Stored items:
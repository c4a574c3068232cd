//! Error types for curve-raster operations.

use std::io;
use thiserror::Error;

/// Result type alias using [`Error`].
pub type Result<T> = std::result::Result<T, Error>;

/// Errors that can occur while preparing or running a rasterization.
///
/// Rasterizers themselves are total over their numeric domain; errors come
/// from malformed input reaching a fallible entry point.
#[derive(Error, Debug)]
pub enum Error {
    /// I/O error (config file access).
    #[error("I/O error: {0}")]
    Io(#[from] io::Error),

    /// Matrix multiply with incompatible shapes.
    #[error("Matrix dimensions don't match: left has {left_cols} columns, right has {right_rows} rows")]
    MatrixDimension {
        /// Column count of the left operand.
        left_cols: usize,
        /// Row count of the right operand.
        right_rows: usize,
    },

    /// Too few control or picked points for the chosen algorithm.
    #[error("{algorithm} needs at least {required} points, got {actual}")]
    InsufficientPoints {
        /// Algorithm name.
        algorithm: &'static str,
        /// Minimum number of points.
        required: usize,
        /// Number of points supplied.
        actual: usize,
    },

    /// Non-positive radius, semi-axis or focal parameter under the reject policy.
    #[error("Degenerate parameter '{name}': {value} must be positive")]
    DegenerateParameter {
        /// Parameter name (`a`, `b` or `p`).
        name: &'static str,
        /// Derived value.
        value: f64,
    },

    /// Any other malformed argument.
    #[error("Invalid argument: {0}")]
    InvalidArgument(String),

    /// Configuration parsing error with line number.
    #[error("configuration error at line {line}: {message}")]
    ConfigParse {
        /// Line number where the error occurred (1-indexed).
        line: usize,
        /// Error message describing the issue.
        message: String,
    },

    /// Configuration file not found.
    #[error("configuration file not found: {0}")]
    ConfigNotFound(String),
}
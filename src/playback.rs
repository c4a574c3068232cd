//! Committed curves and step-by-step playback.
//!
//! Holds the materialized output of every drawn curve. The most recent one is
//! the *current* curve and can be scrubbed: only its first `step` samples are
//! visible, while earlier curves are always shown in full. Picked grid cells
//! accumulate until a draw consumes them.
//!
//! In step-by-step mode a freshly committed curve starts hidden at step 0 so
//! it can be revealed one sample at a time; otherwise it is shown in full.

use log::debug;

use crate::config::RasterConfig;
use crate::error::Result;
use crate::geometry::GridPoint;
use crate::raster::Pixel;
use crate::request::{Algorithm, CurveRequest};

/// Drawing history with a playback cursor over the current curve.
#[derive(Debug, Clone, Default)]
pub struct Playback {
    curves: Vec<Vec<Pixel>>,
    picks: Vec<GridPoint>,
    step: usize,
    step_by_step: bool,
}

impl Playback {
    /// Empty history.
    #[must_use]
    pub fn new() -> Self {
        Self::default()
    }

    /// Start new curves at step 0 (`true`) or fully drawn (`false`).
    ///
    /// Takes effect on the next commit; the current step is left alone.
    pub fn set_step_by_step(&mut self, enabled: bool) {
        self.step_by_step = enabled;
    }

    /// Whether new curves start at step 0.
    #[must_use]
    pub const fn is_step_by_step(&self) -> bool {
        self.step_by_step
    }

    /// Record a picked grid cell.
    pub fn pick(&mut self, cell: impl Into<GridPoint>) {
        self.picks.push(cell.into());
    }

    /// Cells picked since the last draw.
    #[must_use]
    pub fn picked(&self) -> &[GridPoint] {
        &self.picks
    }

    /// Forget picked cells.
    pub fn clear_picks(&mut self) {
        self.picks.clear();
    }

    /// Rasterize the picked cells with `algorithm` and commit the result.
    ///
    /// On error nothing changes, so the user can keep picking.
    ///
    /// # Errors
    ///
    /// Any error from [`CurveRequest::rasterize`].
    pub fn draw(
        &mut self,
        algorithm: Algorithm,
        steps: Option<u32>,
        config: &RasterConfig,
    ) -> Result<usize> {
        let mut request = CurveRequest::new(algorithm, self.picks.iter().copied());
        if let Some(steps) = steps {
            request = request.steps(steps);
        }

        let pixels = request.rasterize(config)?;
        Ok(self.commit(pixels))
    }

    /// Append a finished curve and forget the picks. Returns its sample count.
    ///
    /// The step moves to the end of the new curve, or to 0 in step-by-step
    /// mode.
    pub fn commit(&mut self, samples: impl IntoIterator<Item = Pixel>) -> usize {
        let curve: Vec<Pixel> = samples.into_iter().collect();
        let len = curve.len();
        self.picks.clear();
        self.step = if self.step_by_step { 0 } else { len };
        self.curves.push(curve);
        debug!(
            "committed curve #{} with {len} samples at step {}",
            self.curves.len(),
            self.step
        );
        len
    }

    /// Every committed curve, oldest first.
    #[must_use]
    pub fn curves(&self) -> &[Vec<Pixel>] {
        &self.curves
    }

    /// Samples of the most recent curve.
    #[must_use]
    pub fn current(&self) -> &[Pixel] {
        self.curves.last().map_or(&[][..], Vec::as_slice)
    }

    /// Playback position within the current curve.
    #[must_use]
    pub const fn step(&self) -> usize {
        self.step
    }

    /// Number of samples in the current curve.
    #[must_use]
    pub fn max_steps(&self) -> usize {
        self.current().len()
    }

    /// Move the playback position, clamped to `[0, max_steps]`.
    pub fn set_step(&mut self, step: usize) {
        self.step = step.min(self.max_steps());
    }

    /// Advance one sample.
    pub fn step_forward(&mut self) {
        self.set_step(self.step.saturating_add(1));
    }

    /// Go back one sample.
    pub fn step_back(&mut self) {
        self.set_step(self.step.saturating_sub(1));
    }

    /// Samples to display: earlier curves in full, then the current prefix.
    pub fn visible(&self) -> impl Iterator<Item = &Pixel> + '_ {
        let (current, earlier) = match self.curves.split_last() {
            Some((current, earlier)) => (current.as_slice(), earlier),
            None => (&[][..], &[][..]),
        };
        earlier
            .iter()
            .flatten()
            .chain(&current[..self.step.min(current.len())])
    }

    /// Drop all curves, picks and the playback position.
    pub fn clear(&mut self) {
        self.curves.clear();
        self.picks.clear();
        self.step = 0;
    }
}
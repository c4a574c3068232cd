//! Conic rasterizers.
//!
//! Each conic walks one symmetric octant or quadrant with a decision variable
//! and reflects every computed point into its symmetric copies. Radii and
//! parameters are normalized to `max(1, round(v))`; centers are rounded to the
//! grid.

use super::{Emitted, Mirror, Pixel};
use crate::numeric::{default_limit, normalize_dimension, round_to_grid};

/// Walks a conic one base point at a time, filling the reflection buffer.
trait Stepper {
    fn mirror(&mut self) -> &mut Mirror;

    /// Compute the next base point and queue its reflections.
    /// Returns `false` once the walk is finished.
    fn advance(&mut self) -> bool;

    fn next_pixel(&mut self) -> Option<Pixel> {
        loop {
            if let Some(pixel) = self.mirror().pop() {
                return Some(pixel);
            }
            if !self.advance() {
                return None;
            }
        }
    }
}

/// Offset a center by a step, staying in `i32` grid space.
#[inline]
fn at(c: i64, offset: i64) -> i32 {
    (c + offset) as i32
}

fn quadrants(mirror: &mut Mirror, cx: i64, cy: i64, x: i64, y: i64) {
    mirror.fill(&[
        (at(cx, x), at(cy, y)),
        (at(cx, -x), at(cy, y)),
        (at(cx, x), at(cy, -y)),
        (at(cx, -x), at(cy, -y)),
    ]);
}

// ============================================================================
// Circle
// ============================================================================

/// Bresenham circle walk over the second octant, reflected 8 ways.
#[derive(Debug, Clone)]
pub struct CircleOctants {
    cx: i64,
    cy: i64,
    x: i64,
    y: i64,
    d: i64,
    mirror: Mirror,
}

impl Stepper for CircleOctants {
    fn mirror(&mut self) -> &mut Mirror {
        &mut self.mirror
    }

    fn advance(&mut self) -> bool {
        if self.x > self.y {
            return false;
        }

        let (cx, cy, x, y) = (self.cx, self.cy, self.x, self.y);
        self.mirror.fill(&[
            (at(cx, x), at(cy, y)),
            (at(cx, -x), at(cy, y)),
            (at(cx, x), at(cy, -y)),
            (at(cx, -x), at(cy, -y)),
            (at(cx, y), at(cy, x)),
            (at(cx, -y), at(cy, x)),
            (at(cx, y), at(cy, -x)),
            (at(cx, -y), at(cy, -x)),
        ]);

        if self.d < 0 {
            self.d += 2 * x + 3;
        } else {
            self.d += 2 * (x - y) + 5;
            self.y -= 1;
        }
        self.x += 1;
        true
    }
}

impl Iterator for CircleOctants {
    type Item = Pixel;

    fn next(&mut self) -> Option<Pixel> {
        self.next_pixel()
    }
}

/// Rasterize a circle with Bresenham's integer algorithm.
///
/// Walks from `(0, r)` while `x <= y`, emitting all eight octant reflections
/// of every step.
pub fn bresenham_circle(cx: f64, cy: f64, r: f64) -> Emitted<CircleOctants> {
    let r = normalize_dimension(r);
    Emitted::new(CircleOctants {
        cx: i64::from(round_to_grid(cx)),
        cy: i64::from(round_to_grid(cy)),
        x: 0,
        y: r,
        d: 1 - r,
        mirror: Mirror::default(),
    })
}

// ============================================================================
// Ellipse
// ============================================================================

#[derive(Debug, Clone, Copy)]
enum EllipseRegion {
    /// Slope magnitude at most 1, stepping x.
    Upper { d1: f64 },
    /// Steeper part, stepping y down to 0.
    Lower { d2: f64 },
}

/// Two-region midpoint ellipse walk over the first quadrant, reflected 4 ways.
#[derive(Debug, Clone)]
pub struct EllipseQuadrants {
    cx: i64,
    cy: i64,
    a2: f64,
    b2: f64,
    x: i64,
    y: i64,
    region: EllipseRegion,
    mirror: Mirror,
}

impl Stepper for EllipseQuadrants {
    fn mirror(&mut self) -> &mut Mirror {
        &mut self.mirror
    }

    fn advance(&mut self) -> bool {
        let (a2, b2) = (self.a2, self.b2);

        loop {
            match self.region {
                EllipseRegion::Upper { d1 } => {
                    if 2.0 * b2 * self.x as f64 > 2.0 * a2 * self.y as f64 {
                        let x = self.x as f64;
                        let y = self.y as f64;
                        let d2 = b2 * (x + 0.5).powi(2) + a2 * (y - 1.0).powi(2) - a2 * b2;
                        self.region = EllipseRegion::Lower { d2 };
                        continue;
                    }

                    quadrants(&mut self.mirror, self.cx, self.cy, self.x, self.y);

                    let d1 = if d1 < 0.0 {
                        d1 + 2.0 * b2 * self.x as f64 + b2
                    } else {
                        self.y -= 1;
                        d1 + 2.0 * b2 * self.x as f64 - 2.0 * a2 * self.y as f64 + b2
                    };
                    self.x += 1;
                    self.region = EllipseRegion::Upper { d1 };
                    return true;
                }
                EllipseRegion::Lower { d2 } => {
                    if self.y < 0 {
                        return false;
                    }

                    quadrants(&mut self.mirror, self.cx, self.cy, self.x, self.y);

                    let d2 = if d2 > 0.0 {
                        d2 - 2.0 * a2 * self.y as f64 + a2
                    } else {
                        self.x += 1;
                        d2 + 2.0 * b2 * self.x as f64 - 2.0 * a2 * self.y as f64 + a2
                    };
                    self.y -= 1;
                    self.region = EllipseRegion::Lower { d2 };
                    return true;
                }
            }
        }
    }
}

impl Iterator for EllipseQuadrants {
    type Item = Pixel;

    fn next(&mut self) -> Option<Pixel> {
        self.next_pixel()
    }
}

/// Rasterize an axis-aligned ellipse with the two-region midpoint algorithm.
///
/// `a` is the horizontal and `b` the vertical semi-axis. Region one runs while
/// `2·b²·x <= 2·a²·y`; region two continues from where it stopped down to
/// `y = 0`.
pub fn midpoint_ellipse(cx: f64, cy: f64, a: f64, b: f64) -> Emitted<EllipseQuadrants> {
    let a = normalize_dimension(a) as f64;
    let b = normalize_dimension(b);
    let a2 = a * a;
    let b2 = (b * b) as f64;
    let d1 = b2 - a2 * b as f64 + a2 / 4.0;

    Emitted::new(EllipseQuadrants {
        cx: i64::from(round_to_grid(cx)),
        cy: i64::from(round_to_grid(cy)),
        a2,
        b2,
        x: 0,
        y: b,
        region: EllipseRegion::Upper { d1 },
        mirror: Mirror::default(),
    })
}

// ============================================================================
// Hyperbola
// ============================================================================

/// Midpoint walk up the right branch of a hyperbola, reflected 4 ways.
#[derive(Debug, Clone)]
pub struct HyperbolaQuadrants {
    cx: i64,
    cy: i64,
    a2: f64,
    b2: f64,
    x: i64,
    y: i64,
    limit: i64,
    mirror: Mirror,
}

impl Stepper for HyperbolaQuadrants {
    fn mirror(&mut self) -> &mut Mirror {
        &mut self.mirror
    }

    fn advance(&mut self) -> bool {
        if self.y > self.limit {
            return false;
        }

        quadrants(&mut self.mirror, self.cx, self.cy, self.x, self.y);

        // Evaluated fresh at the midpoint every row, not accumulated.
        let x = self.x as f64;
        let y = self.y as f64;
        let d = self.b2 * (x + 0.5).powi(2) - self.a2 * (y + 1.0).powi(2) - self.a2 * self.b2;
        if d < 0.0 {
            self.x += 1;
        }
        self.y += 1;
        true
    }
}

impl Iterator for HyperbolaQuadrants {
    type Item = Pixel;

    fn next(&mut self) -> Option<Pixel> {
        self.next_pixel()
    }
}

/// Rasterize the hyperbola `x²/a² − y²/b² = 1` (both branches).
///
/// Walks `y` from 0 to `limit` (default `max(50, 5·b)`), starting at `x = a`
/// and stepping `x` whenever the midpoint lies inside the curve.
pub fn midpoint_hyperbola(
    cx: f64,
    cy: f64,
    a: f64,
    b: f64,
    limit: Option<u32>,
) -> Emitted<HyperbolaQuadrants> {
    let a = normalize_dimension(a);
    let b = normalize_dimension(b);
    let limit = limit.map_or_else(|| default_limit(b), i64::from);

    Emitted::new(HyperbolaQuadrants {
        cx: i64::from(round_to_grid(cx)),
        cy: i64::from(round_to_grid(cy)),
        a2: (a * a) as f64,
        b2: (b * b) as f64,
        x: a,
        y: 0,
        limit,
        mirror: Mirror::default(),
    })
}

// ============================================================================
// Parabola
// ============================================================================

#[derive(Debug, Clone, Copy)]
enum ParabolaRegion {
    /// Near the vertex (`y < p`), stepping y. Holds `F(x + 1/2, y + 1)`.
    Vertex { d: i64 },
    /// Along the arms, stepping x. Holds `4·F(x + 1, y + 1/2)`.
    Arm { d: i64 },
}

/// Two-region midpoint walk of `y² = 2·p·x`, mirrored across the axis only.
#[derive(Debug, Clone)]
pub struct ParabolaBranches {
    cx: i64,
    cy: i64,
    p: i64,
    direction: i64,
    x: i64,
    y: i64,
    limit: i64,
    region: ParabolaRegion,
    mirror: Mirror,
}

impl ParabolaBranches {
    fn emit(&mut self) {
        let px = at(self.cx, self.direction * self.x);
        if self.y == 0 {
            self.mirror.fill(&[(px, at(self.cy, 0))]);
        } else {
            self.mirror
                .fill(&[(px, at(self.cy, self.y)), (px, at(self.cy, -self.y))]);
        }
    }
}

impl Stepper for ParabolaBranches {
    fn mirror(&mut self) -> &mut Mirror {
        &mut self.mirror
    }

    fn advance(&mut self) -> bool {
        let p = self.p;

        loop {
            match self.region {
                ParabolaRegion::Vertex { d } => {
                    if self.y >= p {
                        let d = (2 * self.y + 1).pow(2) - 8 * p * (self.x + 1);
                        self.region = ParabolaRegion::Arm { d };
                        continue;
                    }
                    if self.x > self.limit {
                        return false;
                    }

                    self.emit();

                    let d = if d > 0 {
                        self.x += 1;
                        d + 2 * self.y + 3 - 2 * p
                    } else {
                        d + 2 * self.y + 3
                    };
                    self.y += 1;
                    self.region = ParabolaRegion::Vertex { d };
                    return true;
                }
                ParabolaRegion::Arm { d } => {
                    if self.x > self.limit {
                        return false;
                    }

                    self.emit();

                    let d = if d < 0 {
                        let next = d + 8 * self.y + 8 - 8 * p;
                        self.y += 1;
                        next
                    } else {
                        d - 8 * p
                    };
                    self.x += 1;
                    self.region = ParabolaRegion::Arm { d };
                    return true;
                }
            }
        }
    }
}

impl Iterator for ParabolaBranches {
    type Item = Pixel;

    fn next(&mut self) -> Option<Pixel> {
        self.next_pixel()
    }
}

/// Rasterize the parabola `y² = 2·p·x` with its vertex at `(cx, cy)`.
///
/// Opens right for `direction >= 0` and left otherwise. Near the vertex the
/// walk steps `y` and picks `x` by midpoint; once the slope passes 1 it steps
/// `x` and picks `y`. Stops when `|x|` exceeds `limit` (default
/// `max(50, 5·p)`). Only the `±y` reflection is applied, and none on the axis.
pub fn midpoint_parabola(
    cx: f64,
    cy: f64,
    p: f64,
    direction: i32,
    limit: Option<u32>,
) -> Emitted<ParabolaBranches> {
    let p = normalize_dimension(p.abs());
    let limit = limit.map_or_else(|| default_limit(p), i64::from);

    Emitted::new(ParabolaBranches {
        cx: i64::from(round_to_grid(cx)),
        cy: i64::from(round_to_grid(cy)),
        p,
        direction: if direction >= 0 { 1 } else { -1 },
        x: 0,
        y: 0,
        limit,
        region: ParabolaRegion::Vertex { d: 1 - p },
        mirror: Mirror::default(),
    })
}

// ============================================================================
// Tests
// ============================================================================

TASK GOAL — Your output should consist solely of the lines from the beginning of the entries through the line containing "with incompatible shapes.", reproduced exactly.

ANSWER SECTION —
repository c4a574c3068232cd
//! Error types for curve-raster operations.

use std::io;
use thiserror::Error;

/// Result type alias using [`Error`].
pub type Result<T> = std::result::Result<T, Error>;

/// Errors that can occur while preparing or running a rasterization.
///
/// Rasterizers themselves are total over their numeric domain; errors come
/// from malformed input reaching a fallible entry point.
#[derive(Error, Debug)]
pub enum Error {
    /// I/O error (config file access).
    #[error("I/O error: {0}")]
    Io(#[from] io::Error),

    /// Matrix multiply with incompatible shapes.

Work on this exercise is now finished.